Mukim Tamoi is a mukim in Brunei-Muara District, Brunei. It is part of Kampong Ayer, the traditional stilt settlements on the Brunei River in the country's capital Bandar Seri Begawan. The population was 1,389 in 2016.

== Etymology ==
The origin of Kampong Tamoi whether it is related to Kampung Tamoi Tengah or Kampung Tamoi Ujong in the past cannot be accurately confirmed. Even though its existence was once spoken orally through generations but what has been recorded in history books is that Kampong Tamoi is one of the oldest villages in the history of Kampong Ayer together with Kampong Saba, Kampong Burung Pingai and Kampong Sungai Kedayan. In the 18th century, the existence of Kampong Tamoi was once recorded on the map of Kampong Ayer, known as Kampong Tamoi Menengah only.

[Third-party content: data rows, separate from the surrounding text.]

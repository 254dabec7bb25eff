//! Read-side queries against the persisted install state.

use std::path::{Component, Path, PathBuf};

use anyhow::Result;

use jx_domain::{parse_locator, Locator, NodeLinker, Package, Project};

use crate::{error::LinkerError, paths::NODE_MODULES, state::InstallState};

/// Strategy facade for hosts that dispatch between linkers.
pub struct PnpmLinker;

impl PnpmLinker {
    pub fn supports_package(_pkg: &Package, project: &Project) -> bool {
        matches!(project.configuration.node_linker, NodeLinker::Pnpm)
    }

    /// Where a locator was materialised by the last install.
    pub fn find_package_location(locator: &Locator, project: &Project) -> Result<PathBuf> {
        let state = InstallState::load(project)?;
        state
            .package_locations
            .get(&locator.locator_hash())
            .cloned()
            .ok_or_else(|| {
                LinkerError::PackageNotInstalled {
                    locator: locator.to_string(),
                }
                .into()
            })
    }

    /// Which installed package owns `path`, if any.
    pub fn find_package_locator(path: &Path, project: &Project) -> Result<Option<Locator>> {
        let state = InstallState::load(project)?;
        if let Some(prefix) = node_modules_package_prefix(path) {
            if let Some(raw) = state.locator_by_path.get(&prefix) {
                return parse_locator(raw).map(Some);
            }
        }
        let mut current = path.to_path_buf();
        loop {
            if let Some(raw) = state.locator_by_path.get(&current) {
                return parse_locator(raw).map(Some);
            }
            if !current.pop() {
                return Ok(None);
            }
        }
    }
}

/// Extract the trailing `…/node_modules/(@scope/)?name` prefix, if any.
fn node_modules_package_prefix(path: &Path) -> Option<PathBuf> {
    let components: Vec<Component<'_>> = path.components().collect();
    for idx in (0..components.len()).rev() {
        if components[idx].as_os_str() != NODE_MODULES {
            continue;
        }
        let Some(first) = components.get(idx + 1) else {
            continue;
        };
        let scoped = first.as_os_str().to_string_lossy().starts_with('@');
        let end = if scoped { idx + 2 } else { idx + 1 };
        if end >= components.len() {
            continue;
        }
        let mut prefix = PathBuf::new();
        for component in &components[..=end] {
            prefix.push(component.as_os_str());
        }
        return Some(prefix);
    }
    None
}

#[cfg(test)]
mod tests {
    use super::*;

    #[test]
    fn package_prefix_extraction_handles_scopes_and_depth() {
        assert_eq!(
            node_modules_package_prefix(Path::new("/r/node_modules/a/lib/x.js")),
            Some(PathBuf::from("/r/node_modules/a"))
        );
        assert_eq!(
            node_modules_package_prefix(Path::new("/r/node_modules/@org/pkg/lib/x.js")),
            Some(PathBuf::from("/r/node_modules/@org/pkg"))
        );
        // The innermost package wins.
        assert_eq!(
            node_modules_package_prefix(Path::new(
                "/r/node_modules/.store/s/node_modules/b/index.js"
            )),
            Some(PathBuf::from("/r/node_modules/.store/s/node_modules/b"))
        );
        assert_eq!(node_modules_package_prefix(Path::new("/r/src/x.js")), None);
        assert_eq!(
            node_modules_package_prefix(Path::new("/r/node_modules")),
            None
        );
    }
}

According to folk tale, Kampong Tamoi got its name from the event of defending the village from the fury of outsiders. As a result of the rampage of those outsiders who might intend to seize or create chaos, many villagers were killed and became victims. There was a man named Liau Haris where when the mobsters were not at home, he was looking for wood in Lumadan, which is now the location of Istana Nurul Iman, when he was told about the rioters Liau Haris returned home. At the time of the battle, Liau Haris who according to the story was a 'cleaner and fuller' tried to fight the rampaging enemy. Because both were reliable when fighting, the water started to rise and reached his back and Liau Haris stabbed his dagger into the ground and the enemy collapsed. Seeing the reliability that Liau Haris has, the villagers call him 'Tamamur Liau Haris atu eh' which means that really brave Liau Haris. The meaning of the word Tamamur is taken and becomes Tamoi. That is how the origin of the name was obtained but there are also different stories about the origin of the name Kampong Tamoi.

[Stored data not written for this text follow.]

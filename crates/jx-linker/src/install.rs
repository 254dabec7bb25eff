//! The installer pipeline: materialise packages into the store, wire their
//! symlink farms, and garbage-collect the store on finalisation.
//!
//! Materialisation seeds an async action keyed by the package; attachment
//! reduces on the same key, so a package's link farm is only built once its
//! store entry is complete. Packages that were dropped from the graph are
//! swept from the store when the install finalises.

use std::{
    collections::HashSet,
    ffi::OsString,
    fs,
    io::ErrorKind,
    path::{Path, PathBuf},
};

use anyhow::{anyhow, bail, Context, Result};
use tokio::task::{spawn_blocking, JoinSet};
use tracing::debug;

use jx_domain::{
    extract_build_requests, has_binding_gyp, BuildRequest, Descriptor, FetchResult, LinkType,
    Locator, Manifest, NodeLinker, Package, Project, Report, ReportCode,
};

use crate::{
    actions::{ActionTable, TaskResult, ACTION_BUDGET},
    error::LinkerError,
    fs::{
        copy_tree_keep_existing, create_dep_link, relative_path_from, remove_entry, remove_tree,
        rmdir_if_empty,
    },
    listing::{node_modules_listing, NmEntry},
    paths::{node_modules_root, package_location, store_root, vendor_path, NODE_MODULES},
    state::InstallState,
};

/// Configuration value under which this linker is active.
pub const LINKER_NAME: &str = "pnpm";

/// Outcome of materialising one package.
#[derive(Clone, Debug)]
pub struct InstallResult {
    pub package_location: PathBuf,
    /// `None` for packages linked in place; hard-linked packages always carry
    /// a (possibly empty) set of build steps.
    pub build_requests: Option<Vec<BuildRequest>>,
}

pub struct PnpmInstaller<'a> {
    project: &'a Project,
    report: &'a dyn Report,
    actions: ActionTable,
    state: InstallState,
}

impl<'a> PnpmInstaller<'a> {
    pub fn new(project: &'a Project, report: &'a dyn Report) -> Self {
        Self {
            project,
            report,
            actions: ActionTable::new(ACTION_BUDGET),
            state: InstallState::default(),
        }
    }

    /// Prior custom data is deliberately not rehydrated: locations are
    /// recomputed every install so the store can be pruned and
    /// self-references regenerated when the graph changes.
    pub fn attach_custom_data(&mut self, _custom_data: &serde_json::Value) {}

    /// Materialise one package, soft or hard. The returned location is final
    /// immediately; the store copy itself happens asynchronously under the
    /// package's action key.
    pub async fn install_package(
        &mut self,
        pkg: &Package,
        fetched: FetchResult,
    ) -> Result<InstallResult> {
        match pkg.link_type {
            LinkType::Soft => self.install_soft(pkg, &fetched),
            LinkType::Hard => self.install_hard(pkg, fetched).await,
        }
    }

    fn install_soft(&mut self, pkg: &Package, fetched: &FetchResult) -> Result<InstallResult> {
        let package_location = fetched.real_path();
        self.state
            .package_locations
            .insert(pkg.locator.locator_hash(), package_location.clone());
        Ok(InstallResult {
            package_location,
            build_requests: None,
        })
    }

    async fn install_hard(&mut self, pkg: &Package, fetched: FetchResult) -> Result<InstallResult> {
        // A package depending on its own ident gets the flat layout; the
        // vendor subpath would collide with the dependency link.
        let create_self_reference = !pkg
            .dependencies
            .contains_key(&pkg.locator.ident.ident_hash());
        let pkg_path = package_location(&pkg.locator, self.project, create_self_reference);

        self.state
            .locator_by_path
            .insert(pkg_path.clone(), pkg.locator.to_string());
        self.state
            .package_locations
            .insert(pkg.locator.locator_hash(), pkg_path.clone());

        let package_root = fetched.package_root();
        let manifest = Manifest::try_find(&package_root)?.unwrap_or_default();
        let native_build = has_binding_gyp(&package_root);

        let locator = pkg.locator.clone();
        let dest = pkg_path.clone();
        self.actions
            .set(&pkg.locator.locator_hash(), async move {
                debug!(locator = %locator, path = %dest.display(), "materialising store entry");
                // The fetched tree moves into the task and stays alive until
                // the copy settles.
                spawn_blocking(move || -> Result<()> {
                    fs::create_dir_all(&dest)
                        .with_context(|| format!("failed to create {}", dest.display()))?;
                    copy_tree_keep_existing(&fetched.package_root(), &dest)
                })
                .await
                .map_err(|err| anyhow!("store copy task failed: {err}"))??;
                Ok(())
            })
            .await;

        let build_locator = if pkg.locator.is_virtual() {
            pkg.locator.devirtualize()
        } else {
            pkg.locator.clone()
        };
        let meta = self
            .project
            .get_dependency_meta(&build_locator.ident, pkg.version.as_deref());
        let build_requests = extract_build_requests(
            pkg,
            &manifest,
            native_build,
            &meta,
            &self.project.configuration,
            self.report,
        );

        Ok(InstallResult {
            package_location: pkg_path,
            build_requests: Some(build_requests),
        })
    }

    /// Wire the dependency edges of one installed package as a symlink farm,
    /// pruning entries that no longer correspond to an edge.
    pub async fn attach_internal_dependencies(
        &mut self,
        locator: &Locator,
        dependencies: &[(Descriptor, Locator)],
    ) -> Result<()> {
        if !matches!(self.project.configuration.node_linker, NodeLinker::Pnpm) {
            return Ok(());
        }
        // A virtual workspace instance never gets its own layout; the
        // devirtualised workspace receives the links instead.
        if !is_store_compatible(locator, self.project) {
            return Ok(());
        }

        let key = locator.locator_hash();
        let pkg_path = self
            .state
            .package_locations
            .get(&key)
            .cloned()
            .ok_or_else(|| {
                anyhow!("attached package {locator} has not been registered by this install")
            })?;
        let (nm_path, store_entry_to_clean) = link_farm_paths(&pkg_path, locator, self.project)?;

        // Resolve the edges up front so the scheduled task is pure filesystem
        // work.
        let mut edges = Vec::with_capacity(dependencies.len());
        for (descriptor, dependency) in dependencies {
            let target = if is_store_compatible(dependency, self.project) {
                dependency.clone()
            } else {
                self.report.report_warning(
                    ReportCode::UnsupportedFeature,
                    &format!(
                        "{dependency} is a workspace; the store layout cannot give it dedicated \
                         peer dependencies, so {locator} will use the workspace as-is"
                    ),
                );
                dependency.devirtualize()
            };
            let src = self
                .state
                .package_locations
                .get(&target.locator_hash())
                .cloned()
                .ok_or_else(|| {
                    anyhow!("dependency {target} of {locator} has not been registered by this install")
                })?;
            // The descriptor ident may differ from the dependency's own ident
            // (aliases); the farm entry is named after the descriptor.
            let name = descriptor.ident.to_string();
            let dst = nm_path.join(&name);
            edges.push(FarmEdge { name, src, dst });
        }

        let own_ident = locator.ident.to_string();
        let farm_locator = locator.clone();
        self.actions
            .reduce(&key, move |seed: TaskResult| async move {
                // The farm is only built over a completed store entry.
                seed?;
                debug!(locator = %farm_locator, "building link farm");
                build_link_farm(nm_path, store_entry_to_clean, edges, own_ident).await
            })
            .await;
        Ok(())
    }

    pub fn attach_external_dependents(
        &mut self,
        _locator: &Locator,
        _dependent_paths: &[PathBuf],
    ) -> Result<()> {
        Err(LinkerError::ExternalDependentsUnsupported.into())
    }

    /// Sweep the store, drain the pipeline, and hand the install state back
    /// to the host for persistence.
    pub async fn finalize_install(&mut self) -> Result<InstallState> {
        let store = store_root(self.project);
        if !matches!(self.project.configuration.node_linker, NodeLinker::Pnpm) {
            // The project switched strategies; drop the old store entirely.
            remove_tree(&store)?;
        } else {
            let expected: HashSet<OsString> = self
                .state
                .package_locations
                .values()
                .filter_map(|location| location.strip_prefix(&store).ok())
                .filter_map(|rel| rel.components().next())
                .map(|component| component.as_os_str().to_os_string())
                .collect();
            let children = match fs::read_dir(&store) {
                Ok(dir) => dir
                    .collect::<std::io::Result<Vec<_>>>()
                    .with_context(|| format!("failed to read {}", store.display()))?,
                Err(err) if err.kind() == ErrorKind::NotFound => Vec::new(),
                Err(err) => {
                    return Err(err).with_context(|| format!("failed to read {}", store.display()))
                }
            };
            for child in children {
                if !expected.contains(&child.file_name()) {
                    debug!(entry = %child.path().display(), "sweeping stale store entry");
                    remove_entry(&child.path())?;
                }
            }
            rmdir_if_empty(&store)?;
        }

        self.actions.wait().await?;
        rmdir_if_empty(&node_modules_root(self.project))?;
        Ok(std::mem::take(&mut self.state))
    }
}

/// Virtual workspace instances cannot be materialised more than once on disk.
fn is_store_compatible(locator: &Locator, project: &Project) -> bool {
    !locator.is_virtual() || project.try_workspace_by_locator(locator).is_none()
}

/// Locate a package's link-farm directory, plus the store entry to purge of
/// leftovers when the package sits behind a self-reference.
fn link_farm_paths(
    pkg_path: &Path,
    locator: &Locator,
    project: &Project,
) -> Result<(PathBuf, Option<PathBuf>)> {
    let store = store_root(project);
    let vendor = vendor_path(&locator.ident);
    if pkg_path.starts_with(&store) && pkg_path.ends_with(&vendor) {
        let mut nm_path = pkg_path.to_path_buf();
        for _ in locator.ident.to_string().split('/') {
            if !nm_path.pop() {
                bail!(
                    "store path {} is too short to contain {}",
                    pkg_path.display(),
                    vendor.display()
                );
            }
        }
        if !nm_path.ends_with(NODE_MODULES) {
            bail!("expected {} to end in {NODE_MODULES}", nm_path.display());
        }
        let store_entry = nm_path.parent().map(Path::to_path_buf);
        Ok((nm_path, store_entry))
    } else {
        Ok((pkg_path.join(NODE_MODULES), None))
    }
}

struct FarmEdge {
    name: String,
    src: PathBuf,
    dst: PathBuf,
}

struct LinkPlan {
    replace: bool,
    edge: FarmEdge,
    relative_target: PathBuf,
}

struct RemovalPlan {
    nm_path: PathBuf,
    name: String,
    path: PathBuf,
}

struct FarmPlan {
    links: Vec<LinkPlan>,
    removals: Vec<RemovalPlan>,
}

async fn build_link_farm(
    nm_path: PathBuf,
    store_entry_to_clean: Option<PathBuf>,
    edges: Vec<FarmEdge>,
    own_ident: String,
) -> Result<()> {
    // Plan sequentially, apply concurrently: the planning pass owns the
    // listing diff, every apply is independent filesystem work.
    let plan = {
        let nm_path = nm_path.clone();
        spawn_blocking(move || {
            plan_link_farm(&nm_path, store_entry_to_clean.as_deref(), edges, &own_ident)
        })
        .await
        .map_err(|err| anyhow!("link farm planning task failed: {err}"))??
    };

    let mut updates = JoinSet::new();
    for link in plan.links {
        updates.spawn_blocking(move || apply_link(link));
    }
    for removal in plan.removals {
        updates.spawn_blocking(move || apply_removal(removal));
    }
    let mut first_failure = None;
    while let Some(joined) = updates.join_next().await {
        let outcome = joined.map_err(|err| anyhow!("link farm update task failed: {err}"))?;
        if let Err(err) = outcome {
            if first_failure.is_none() {
                first_failure = Some(err);
            }
        }
    }
    match first_failure {
        Some(err) => Err(err),
        None => Ok(()),
    }
}

fn plan_link_farm(
    nm_path: &Path,
    store_entry: Option<&Path>,
    edges: Vec<FarmEdge>,
    own_ident: &str,
) -> Result<FarmPlan> {
    if let Some(store_entry) = store_entry {
        // Leftovers from an install that used the flat layout.
        match fs::read_dir(store_entry) {
            Ok(dir) => {
                for entry in dir {
                    let entry = entry?;
                    if entry.file_name().as_os_str() != NODE_MODULES {
                        remove_entry(&entry.path())?;
                    }
                }
            }
            Err(err) if err.kind() == ErrorKind::NotFound => {}
            Err(err) => {
                return Err(err)
                    .with_context(|| format!("failed to read {}", store_entry.display()))
            }
        }
    }

    let mut extraneous = node_modules_listing(nm_path)?;
    let mut links = Vec::new();
    for edge in edges {
        let relative_target = relative_path_from(edge.dst.parent().unwrap_or(nm_path), &edge.src);
        let mut replace = false;
        if let Some(existing) = extraneous.remove(&edge.name) {
            if existing.file_type.is_symlink() && link_points_at(&edge.dst, &relative_target) {
                // Already wired to the right store entry.
                continue;
            }
            replace = true;
        }
        links.push(LinkPlan {
            replace,
            edge,
            relative_target,
        });
    }

    // The self-reference entry is part of the package, not farm garbage.
    extraneous.remove(own_ident);
    let removals = extraneous
        .into_iter()
        .map(|(name, entry): (String, NmEntry)| RemovalPlan {
            nm_path: nm_path.to_path_buf(),
            name,
            path: entry.path,
        })
        .collect();

    Ok(FarmPlan { links, removals })
}

fn link_points_at(link: &Path, relative_target: &Path) -> bool {
    fs::read_link(link)
        .map(|target| target == relative_target)
        .unwrap_or(false)
}

fn apply_link(plan: LinkPlan) -> Result<()> {
    if plan.replace {
        remove_entry(&plan.edge.dst)?;
    }
    if let Some(parent) = plan.edge.dst.parent() {
        fs::create_dir_all(parent)
            .with_context(|| format!("failed to create {}", parent.display()))?;
    }
    create_dep_link(&plan.edge.src, &plan.edge.dst, &plan.relative_target)
}

fn apply_removal(plan: RemovalPlan) -> Result<()> {
    remove_entry(&plan.path)?;
    if let Some((scope, _)) = plan.name.split_once('/') {
        // Dropping the last package of a scope leaves an empty scope dir.
        rmdir_if_empty(&plan.nm_path.join(scope))?;
    }
    Ok(())
}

However, in the research carried out by the Brunei History Centre, it was recorded that Kampong Tamoi originated from the leadership of a person named Haji Tarif. His leadership was distinguished when he managed to lead the villagers to prevent and break the attack of the invaders who came from Limbang to control the village. Fortified with calico cloth and praying to Allah, the attack was repelled and the villagers succeeded in expelling the intruders. Above the authority and leadership of Haji Tarif and his obedience to the King, the word Tamoi appeared. Taking good sense from the name, a primary school was established to replace the old school and was named Sekolah Rendah Haji Tarif.

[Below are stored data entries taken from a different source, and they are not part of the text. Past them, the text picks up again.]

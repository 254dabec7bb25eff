//! Persisted mapping between locators and their on-disk locations.

use std::{collections::BTreeMap, path::PathBuf};

use anyhow::{Context, Result};
use serde::{Deserialize, Serialize};
use serde_json::json;

use jx_domain::Project;

use crate::error::LinkerError;

pub(crate) const STATE_VERSION: u32 = 2;

/// Key under which the linker persists its state in the project's custom-data
/// bag. Versioned so incompatible prior data is naturally ignored.
pub fn custom_data_key() -> String {
    json!({ "name": "PnpmInstaller", "version": STATE_VERSION }).to_string()
}

#[derive(Clone, Debug, Default, PartialEq, Serialize, Deserialize)]
#[serde(rename_all = "camelCase", default)]
pub struct InstallState {
    /// Locator hash to the absolute path the package was materialised at.
    pub package_locations: BTreeMap<String, PathBuf>,
    /// Absolute path back to the stringified locator that owns it.
    pub locator_by_path: BTreeMap<PathBuf, String>,
}

impl InstallState {
    /// Load the state persisted by the previous install.
    pub fn load(project: &Project) -> Result<InstallState> {
        let value = project
            .installers_custom_data
            .get(&custom_data_key())
            .ok_or_else(|| LinkerError::MissingInstallState {
                project_cwd: project.cwd.clone(),
            })?;
        serde_json::from_value(value.clone()).context("failed to decode the persisted store state")
    }

    /// Store into the project's custom-data bag for the next install.
    pub fn persist(&self, project: &mut Project) -> Result<()> {
        let value = serde_json::to_value(self).context("failed to encode the store state")?;
        project.installers_custom_data.insert(custom_data_key(), value);
        Ok(())
    }
}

The mukim could be named after the village it encompasses.

== Geography ==
Mukim Tamoi is located in the waters of the Brunei River, starting from the intersection of the Kedayan River towards the upstream of the Brunei River is close to the Istana Darul Hana area which is on the mainland side.

== Demographics ==
As of 2016 census, the population was 1,389 with males and females. The mukim had 208 households occupying 207 dwellings. The entire population lived in urban areas. The entire population living in Mukim Tamoi is divided into two where Tamoi Tengah has a population of 421 with 63 houses, while Tamoi Ujong has a population of 262 and 32 houses. In addition to having existing facilities such as a mosque for the residents here attend schools, water supply and electricity. Those who have reached the age of 60 are also given attention by receiving their old-age pension where a total of 49 old-age pension recipients consist of residents of Tamoi Tengah, while 20 are from Tamoi Ujong, while welfare recipients are both more than 30 recipients.

== Administration ==
Kampong Limbongan and Kampong Ujong Bukit have since ceased to exist due to the redevelopment project to the Kedayan River and the construction of the public park Taman Mahkota Jubli Emas. The mukim has also been subsumed under the municipal area of Bandar Seri Begawan. As of 2021, the mukim comprised the following census villages:

| Settlements | Population (2021) | Ketua kampung (2024) |
| Kampong Tamoi Ujong | 136 | Haji Tarip bin Haji Asgar |
| Kampong Tamoi Tengah | 357 |
| Kampong Pengiran Tajuddin Hitam | 147 |
| Kampong Pengiran Kerma Indera Lama | 104 |
| Kampong Pengiran Bendahara Lama | 198 |
| Kampong Limbongan | 0 |
| Kampong Ujong Bukit | 0 |

== Villages ==

=== Kampung Tamoi Ujong ===
Kampong Tamoi Ujong or formerly known as Penganan Kingkin is located at the most extreme end of Mukim Tamoi, upstream of the Brunei River and borders Kampong Tamoi Tengah. It was previously named Kampung Penganan Kingkin because in this village there is a family whose job is only to make kuih cincin. The majority of the village population at this time is made up of Muslim Malay natives of the village who have lived there for generations. Until 2018, the village recorded a decreasing population with an estimated number of less than 200 people. The decline in the number of residents is caused by several factors such as the government's facilities in providing housing plans for the people, as well as some residents being involved in several disasters such as fires and house collapses. In recent years, this village has become a highlight for tourists and foreign dignitaries to visit here to see up close the traditions and life in Kampong Ayer.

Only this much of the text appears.